Data under study Start Marker
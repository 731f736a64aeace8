// ./api/src/main.rs
use axum::{
    Json, Router,
    extract::{Path, Query, State},
    http::StatusCode,
    response::{IntoResponse, Json as JsonResponse, Response},
    routing::{get, post},
};
use serde::Deserialize;
use std::net::SocketAddr;
use std::sync::Arc;
use tokio::net::TcpListener;
use tracing::{error, info, level_filters::LevelFilter, warn};
use tracing_subscriber::{EnvFilter, fmt, layer::SubscriberExt, util::SubscriberInitExt};

mod config;

// Import application layer components
use application::{
    ApplicationError, AvailabilityResponse, FetchReportResponse, IndexManager, KeyValueStore,
    ListRecordsResponse, RecordRepository, RecordResponse, StatsService,
};
// Domain types used directly in the API
use domain::{RecordFields, RecordId};
// Infrastructure layer implementations
use infrastructure::{
    InMemoryKeyValueStore, RandomSuffixGenerator, SessionIdentity, SimulatedFheEncoder,
    SystemClock,
};

use config::ServerConfig;

#[derive(Clone)]
struct AppState {
    repository: Arc<RecordRepository>,
    stats_service: Arc<StatsService>,
    session: SessionIdentity,
}

#[derive(Deserialize, Debug)]
struct ConnectRequest {
    identity: String,
}

#[derive(Deserialize, Debug)]
struct ListRecordsQuery {
    search: Option<String>,
}

// Application entry point
#[tokio::main]
async fn main() {
    // --- Logger Initialization ---
    let filter: EnvFilter = EnvFilter::builder()
        .with_default_directive(LevelFilter::INFO.into())
        .from_env_lossy();
    tracing_subscriber::registry()
        .with(fmt::layer())
        .with(filter)
        .init();
    info!("Logger initialized successfully.");

    let config = ServerConfig::from_env();

    // --- Dependency Injection ---
    // 1. Create infrastructure components
    let store: Arc<dyn KeyValueStore> = if config.conditional_writes {
        info!("Using in-memory store with compare-and-swap index appends.");
        Arc::new(InMemoryKeyValueStore::with_conditional_writes())
    } else {
        info!("Using in-memory store with read-modify-write index appends.");
        Arc::new(InMemoryKeyValueStore::new())
    };
    let session = match &config.writer_identity {
        Some(identity) => {
            info!(identity = %identity, "Writer identity connected from environment.");
            SessionIdentity::connected(identity.clone())
        }
        None => SessionIdentity::new(),
    };

    // 2. Create application services, injecting dependencies
    let index = Arc::new(IndexManager::new(
        store.clone(),
        config.layout.index_key.clone(),
        config.index.clone(),
    ));
    let repository = Arc::new(RecordRepository::new(
        store.clone(),
        index,
        Arc::new(session.clone()),
        Arc::new(SimulatedFheEncoder::new()),
        Arc::new(SystemClock),
        Arc::new(RandomSuffixGenerator),
        config.layout.clone(),
    ));
    let stats_service = Arc::new(StatsService::new(repository.clone(), store));
    info!("Application services initialized.");

    // 3. Create the application state
    let app_state = AppState {
        repository,
        stats_service,
        session,
    };

    // --- API Router Definition ---
    let app = Router::new()
        .route("/health", get(health_check))
        .route("/availability", get(availability_handler))
        .route("/stats", get(get_stats_handler))
        // Writer identity (connect / disconnect)
        .route("/session", post(connect_handler).delete(disconnect_handler))
        // Record Endpoints
        .route(
            "/records",
            post(create_record_handler).get(list_records_handler),
        )
        .route("/records/report", get(records_report_handler))
        .route("/records/:id", get(get_record_handler))
        .route("/records/:id/index", post(retry_index_handler))
        .with_state(app_state);

    info!("API routes configured.");

    // --- Server Startup ---
    let addr = SocketAddr::from(([0, 0, 0, 0], config.port));
    info!("Server starting on {}", addr);
    let listener = match TcpListener::bind(addr).await {
        Ok(listener) => {
            info!("Server listening on {}", addr);
            listener
        }
        Err(e) => {
            error!("Failed to bind to address {}: {}", addr, e);
            std::process::exit(1);
        }
    };
    if let Err(e) = axum::serve(listener, app.into_make_service()).await {
        error!("Server error: {}", e);
        std::process::exit(1);
    }
}

// --- API Handlers ---

async fn health_check() -> impl IntoResponse {
    info!("Health check endpoint called");
    (StatusCode::OK, "OK")
}

/// Handler for probing the backing store (GET /availability).
async fn availability_handler(State(state): State<AppState>) -> Response {
    let available = state.stats_service.store_available().await;
    let status = if available {
        StatusCode::OK
    } else {
        StatusCode::SERVICE_UNAVAILABLE
    };
    (status, JsonResponse(AvailabilityResponse { available })).into_response()
}

async fn get_stats_handler(State(state): State<AppState>) -> Response {
    info!("Received request to get record statistics");
    match state.stats_service.record_stats().await {
        Ok(stats) => (StatusCode::OK, JsonResponse(stats)).into_response(),
        Err(e) => {
            error!("Failed to get statistics via handler: {}", e);
            map_application_error_to_response(e)
        }
    }
}

// --- Session Handlers ---

/// Handler for connecting a writer identity (POST /session).
async fn connect_handler(
    State(state): State<AppState>,
    Json(payload): Json<ConnectRequest>,
) -> Response {
    info!("Received request to connect writer identity");
    match state.session.connect(&payload.identity).await {
        Ok(()) => (StatusCode::NO_CONTENT, "").into_response(),
        Err(e) => map_application_error_to_response(e),
    }
}

/// Handler for revoking the writer identity (DELETE /session).
async fn disconnect_handler(State(state): State<AppState>) -> Response {
    info!("Received request to disconnect writer identity");
    state.session.disconnect().await;
    (StatusCode::NO_CONTENT, "").into_response()
}

// --- Record Handlers ---

/// Handler for creating a record (POST /records).
async fn create_record_handler(
    State(state): State<AppState>,
    Json(payload): Json<RecordFields>,
) -> Response {
    info!(category = %payload.category, "Received request to create record");
    match state.repository.create(payload).await {
        Ok(record) => {
            info!(record_id = %record.id(), "Record created successfully via handler");
            (StatusCode::CREATED, JsonResponse(RecordResponse::from(&record))).into_response()
        }
        Err(e) => {
            error!("Failed to create record via handler: {}", e);
            map_application_error_to_response(e)
        }
    }
}

/// Handler for listing records, optionally filtered (GET /records?search=...).
async fn list_records_handler(
    State(state): State<AppState>,
    Query(query): Query<ListRecordsQuery>,
) -> Response {
    let term = query.search.unwrap_or_default();
    info!(search = %term, "Received request to list records");
    match state.repository.fetch_filtered(&term).await {
        Ok(records) => (
            StatusCode::OK,
            JsonResponse(ListRecordsResponse::from_records(&records)),
        )
            .into_response(),
        Err(e) => {
            error!("Failed to list records via handler: {}", e);
            map_application_error_to_response(e)
        }
    }
}

/// Handler for listing records along with skipped index entries (GET /records/report).
async fn records_report_handler(State(state): State<AppState>) -> Response {
    info!("Received request for record enumeration report");
    match state.repository.fetch_all_with_report().await {
        Ok(report) => {
            if !report.skipped.is_empty() {
                warn!(skipped = report.skipped.len(), "Enumeration skipped indexed records");
            }
            (StatusCode::OK, JsonResponse(FetchReportResponse::from(&report))).into_response()
        }
        Err(e) => {
            error!("Failed to enumerate records via handler: {}", e);
            map_application_error_to_response(e)
        }
    }
}

/// Handler for fetching a single record (GET /records/:id).
async fn get_record_handler(State(state): State<AppState>, Path(id): Path<String>) -> Response {
    info!(record_id = %id, "Received request to get record");
    let id = match RecordId::parse(&id) {
        Ok(id) => id,
        Err(e) => return map_application_error_to_response(e.into()),
    };
    match state.repository.fetch_one(&id).await {
        Ok(Some(record)) => {
            (StatusCode::OK, JsonResponse(RecordResponse::from(&record))).into_response()
        }
        Ok(None) => map_application_error_to_response(ApplicationError::NotFound(id.into())),
        Err(e) => {
            error!(record_id = %id, "Failed to get record via handler: {}", e);
            map_application_error_to_response(e)
        }
    }
}

/// Handler for retrying the index step of an orphaned record (POST /records/:id/index).
async fn retry_index_handler(State(state): State<AppState>, Path(id): Path<String>) -> Response {
    info!(record_id = %id, "Received request to retry index append");
    let id = match RecordId::parse(&id) {
        Ok(id) => id,
        Err(e) => return map_application_error_to_response(e.into()),
    };
    match state.repository.retry_index(&id).await {
        Ok(outcome) => (StatusCode::OK, JsonResponse(outcome)).into_response(),
        Err(e) => {
            error!(record_id = %id, "Failed to retry index append via handler: {}", e);
            map_application_error_to_response(e)
        }
    }
}

/// Helper function to map ApplicationError enum to HTTP status codes and response body.
fn map_application_error_to_response(err: ApplicationError) -> Response {
    error_status_and_body(err).into_response()
}

fn error_status_and_body(err: ApplicationError) -> (StatusCode, String) {
    match err {
        ApplicationError::NotAuthenticated => (
            StatusCode::UNAUTHORIZED,
            "Connect a writer identity first".to_string(),
        ),
        ApplicationError::InvalidInput(msg) => (StatusCode::BAD_REQUEST, msg),
        ApplicationError::DomainError(domain_err) => {
            warn!("Domain validation failed: {}", domain_err);
            (StatusCode::BAD_REQUEST, domain_err.to_string())
        }
        ApplicationError::NotFound(id) => {
            (StatusCode::NOT_FOUND, format!("Record '{}' not found", id))
        }
        ApplicationError::StoreUnavailable { key, reason } => {
            error!(key = %key, "Store unavailable: {}", reason);
            (
                StatusCode::SERVICE_UNAVAILABLE,
                "The record store is unavailable".to_string(),
            )
        }
        ApplicationError::PartialSuccess { record, source } => {
            error!(record_id = %record.id(), "Record stored but not indexed: {}", source);
            (
                StatusCode::INTERNAL_SERVER_ERROR,
                format!(
                    "Record '{id}' was stored but not added to the index; \
                     retry POST /records/{id}/index",
                    id = record.id()
                ),
            )
        }
        ApplicationError::CreationFailed { stage, source } => match *source {
            ApplicationError::StoreUnavailable { .. } => (
                StatusCode::SERVICE_UNAVAILABLE,
                format!("Record not created ({}): the record store is unavailable", stage),
            ),
            other => {
                error!("Record creation failed while {}: {}", stage, other);
                (
                    StatusCode::INTERNAL_SERVER_ERROR,
                    format!("Record not created ({})", stage),
                )
            }
        },
        // --- Other Errors ---
        other => {
            error!("Unhandled application error: {}", other);
            (
                StatusCode::INTERNAL_SERVER_ERROR,
                "An internal server error occurred".to_string(),
            )
        }
    }
}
Data under study End Marker
Task goal ▸ Scan the entries above for the string "AppState" and copy each line that contains it.

Response ▸
struct AppState {
    let app_state = AppState {
async fn availability_handler(State(state): State<AppState>) -> Response {
async fn get_stats_handler(State(state): State<AppState>) -> Response {
    State(state): State<AppState>,
async fn disconnect_handler(State(state): State<AppState>) -> Response {
    State(state): State<AppState>,
    State(state): State<AppState>,
async fn records_report_handler(State(state): State<AppState>) -> Response {
async fn get_record_handler(State(state): State<AppState>, Path(id): Path<String>) -> Response {
async fn retry_index_handler(State(state): State<AppState>, Path(id): Path<String>) -> Response {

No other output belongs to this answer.